TASK TO CARRY OUT —
The expected output is the first line of the data below and every line after it, up to and including the line containing "pub(super) fn full_schema_sql()", each reproduced exactly.

MATERIALS PROVIDED —
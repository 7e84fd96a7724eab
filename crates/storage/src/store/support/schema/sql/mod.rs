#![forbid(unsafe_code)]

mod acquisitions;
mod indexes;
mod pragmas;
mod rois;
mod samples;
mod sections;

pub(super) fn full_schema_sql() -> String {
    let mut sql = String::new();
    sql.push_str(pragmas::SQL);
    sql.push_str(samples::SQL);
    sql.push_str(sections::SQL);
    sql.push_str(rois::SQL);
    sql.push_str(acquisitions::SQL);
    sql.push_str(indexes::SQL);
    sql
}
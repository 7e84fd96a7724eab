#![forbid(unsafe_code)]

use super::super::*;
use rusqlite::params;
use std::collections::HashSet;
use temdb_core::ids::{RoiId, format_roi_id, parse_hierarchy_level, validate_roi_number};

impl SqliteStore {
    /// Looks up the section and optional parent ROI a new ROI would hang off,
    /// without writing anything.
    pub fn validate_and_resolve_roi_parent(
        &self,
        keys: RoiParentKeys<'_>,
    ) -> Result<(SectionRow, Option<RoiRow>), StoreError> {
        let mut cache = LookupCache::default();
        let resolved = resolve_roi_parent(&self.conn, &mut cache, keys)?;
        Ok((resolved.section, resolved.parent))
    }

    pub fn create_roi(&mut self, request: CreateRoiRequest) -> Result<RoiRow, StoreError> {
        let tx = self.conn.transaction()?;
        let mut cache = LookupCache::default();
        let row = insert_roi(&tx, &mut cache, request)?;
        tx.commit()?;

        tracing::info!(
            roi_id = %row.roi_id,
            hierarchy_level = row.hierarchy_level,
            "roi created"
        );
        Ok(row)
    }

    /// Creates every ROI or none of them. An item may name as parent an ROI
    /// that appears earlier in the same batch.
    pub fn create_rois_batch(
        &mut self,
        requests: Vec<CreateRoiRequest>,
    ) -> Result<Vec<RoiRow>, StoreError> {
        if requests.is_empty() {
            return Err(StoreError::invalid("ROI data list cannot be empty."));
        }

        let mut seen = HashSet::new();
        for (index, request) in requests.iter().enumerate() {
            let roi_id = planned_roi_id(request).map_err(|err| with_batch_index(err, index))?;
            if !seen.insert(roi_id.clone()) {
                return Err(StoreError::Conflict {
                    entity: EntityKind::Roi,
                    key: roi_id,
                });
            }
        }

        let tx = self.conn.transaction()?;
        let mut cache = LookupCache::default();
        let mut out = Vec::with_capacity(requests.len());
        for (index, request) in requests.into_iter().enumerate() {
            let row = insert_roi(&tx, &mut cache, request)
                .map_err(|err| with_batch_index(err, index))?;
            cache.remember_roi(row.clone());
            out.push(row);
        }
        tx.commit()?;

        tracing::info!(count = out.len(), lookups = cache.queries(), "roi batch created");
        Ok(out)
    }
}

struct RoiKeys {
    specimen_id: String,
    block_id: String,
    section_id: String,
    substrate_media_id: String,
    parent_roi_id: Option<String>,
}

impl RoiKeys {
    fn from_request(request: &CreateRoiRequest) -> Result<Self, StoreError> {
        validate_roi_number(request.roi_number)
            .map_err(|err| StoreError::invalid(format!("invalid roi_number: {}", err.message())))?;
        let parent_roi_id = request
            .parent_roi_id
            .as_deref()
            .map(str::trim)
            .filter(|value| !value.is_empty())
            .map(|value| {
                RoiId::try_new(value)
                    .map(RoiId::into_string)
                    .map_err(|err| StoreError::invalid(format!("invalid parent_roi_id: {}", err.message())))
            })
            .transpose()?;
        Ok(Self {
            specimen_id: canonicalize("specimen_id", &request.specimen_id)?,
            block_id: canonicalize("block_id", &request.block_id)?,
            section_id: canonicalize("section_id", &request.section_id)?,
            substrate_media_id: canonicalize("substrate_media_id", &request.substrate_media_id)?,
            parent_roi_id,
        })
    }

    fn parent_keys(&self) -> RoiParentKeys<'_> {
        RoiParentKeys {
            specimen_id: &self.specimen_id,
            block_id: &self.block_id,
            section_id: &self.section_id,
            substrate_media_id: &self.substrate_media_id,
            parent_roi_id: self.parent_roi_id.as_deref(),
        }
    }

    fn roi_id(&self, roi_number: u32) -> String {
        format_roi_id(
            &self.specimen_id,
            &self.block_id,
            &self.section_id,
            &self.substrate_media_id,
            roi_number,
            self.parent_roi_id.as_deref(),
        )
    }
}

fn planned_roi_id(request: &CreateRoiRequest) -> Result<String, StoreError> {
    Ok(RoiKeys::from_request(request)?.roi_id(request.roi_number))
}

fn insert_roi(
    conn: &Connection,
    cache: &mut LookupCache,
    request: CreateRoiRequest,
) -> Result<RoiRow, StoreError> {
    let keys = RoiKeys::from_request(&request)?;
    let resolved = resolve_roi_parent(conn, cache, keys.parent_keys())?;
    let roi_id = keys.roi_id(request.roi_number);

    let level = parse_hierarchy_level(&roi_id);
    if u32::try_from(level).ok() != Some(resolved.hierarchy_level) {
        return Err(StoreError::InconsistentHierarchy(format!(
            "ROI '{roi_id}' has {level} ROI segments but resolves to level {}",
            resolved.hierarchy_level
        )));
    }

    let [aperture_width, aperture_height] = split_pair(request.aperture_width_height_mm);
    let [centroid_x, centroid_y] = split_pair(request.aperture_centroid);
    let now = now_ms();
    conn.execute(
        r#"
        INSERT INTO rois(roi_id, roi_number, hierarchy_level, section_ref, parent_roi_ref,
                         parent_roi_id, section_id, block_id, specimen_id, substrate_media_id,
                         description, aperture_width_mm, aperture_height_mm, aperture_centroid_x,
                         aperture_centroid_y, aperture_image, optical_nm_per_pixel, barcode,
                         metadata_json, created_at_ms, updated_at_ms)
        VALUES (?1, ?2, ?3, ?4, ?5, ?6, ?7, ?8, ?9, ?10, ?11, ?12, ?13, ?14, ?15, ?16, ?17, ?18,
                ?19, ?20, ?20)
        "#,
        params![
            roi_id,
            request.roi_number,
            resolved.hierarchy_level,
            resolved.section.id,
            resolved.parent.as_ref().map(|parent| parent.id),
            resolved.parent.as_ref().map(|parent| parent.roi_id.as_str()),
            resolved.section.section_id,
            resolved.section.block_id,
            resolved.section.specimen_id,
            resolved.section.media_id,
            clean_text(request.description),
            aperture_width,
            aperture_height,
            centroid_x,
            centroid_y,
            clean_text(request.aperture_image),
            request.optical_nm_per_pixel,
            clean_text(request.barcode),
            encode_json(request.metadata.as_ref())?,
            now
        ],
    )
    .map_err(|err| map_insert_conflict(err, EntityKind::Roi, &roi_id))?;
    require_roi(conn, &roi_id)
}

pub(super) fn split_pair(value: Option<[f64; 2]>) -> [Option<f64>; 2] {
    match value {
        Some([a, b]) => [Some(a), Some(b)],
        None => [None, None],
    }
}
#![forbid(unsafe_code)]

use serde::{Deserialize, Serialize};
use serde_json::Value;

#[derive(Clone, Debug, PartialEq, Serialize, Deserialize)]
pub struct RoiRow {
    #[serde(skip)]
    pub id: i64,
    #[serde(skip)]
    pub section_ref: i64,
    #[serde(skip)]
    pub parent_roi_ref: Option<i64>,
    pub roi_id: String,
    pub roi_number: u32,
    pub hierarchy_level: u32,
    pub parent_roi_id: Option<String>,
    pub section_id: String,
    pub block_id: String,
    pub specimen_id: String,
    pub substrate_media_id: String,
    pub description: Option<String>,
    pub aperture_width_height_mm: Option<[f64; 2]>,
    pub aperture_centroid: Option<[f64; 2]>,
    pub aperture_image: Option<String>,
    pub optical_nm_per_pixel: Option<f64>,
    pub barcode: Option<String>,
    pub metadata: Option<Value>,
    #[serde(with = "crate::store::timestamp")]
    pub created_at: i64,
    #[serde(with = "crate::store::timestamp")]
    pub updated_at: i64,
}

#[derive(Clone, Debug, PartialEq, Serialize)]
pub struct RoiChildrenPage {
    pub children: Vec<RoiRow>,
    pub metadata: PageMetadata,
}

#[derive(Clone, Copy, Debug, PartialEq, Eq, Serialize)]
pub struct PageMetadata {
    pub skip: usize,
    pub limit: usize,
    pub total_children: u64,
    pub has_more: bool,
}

YOUR SOLUTION —
repository 7e84fd96a7724eab
filename crates/storage/src/store/support/schema/sql/mod.rs
#![forbid(unsafe_code)]

mod acquisitions;
mod indexes;
mod pragmas;
mod rois;
mod samples;
mod sections;

pub(super) fn full_schema_sql() -> String {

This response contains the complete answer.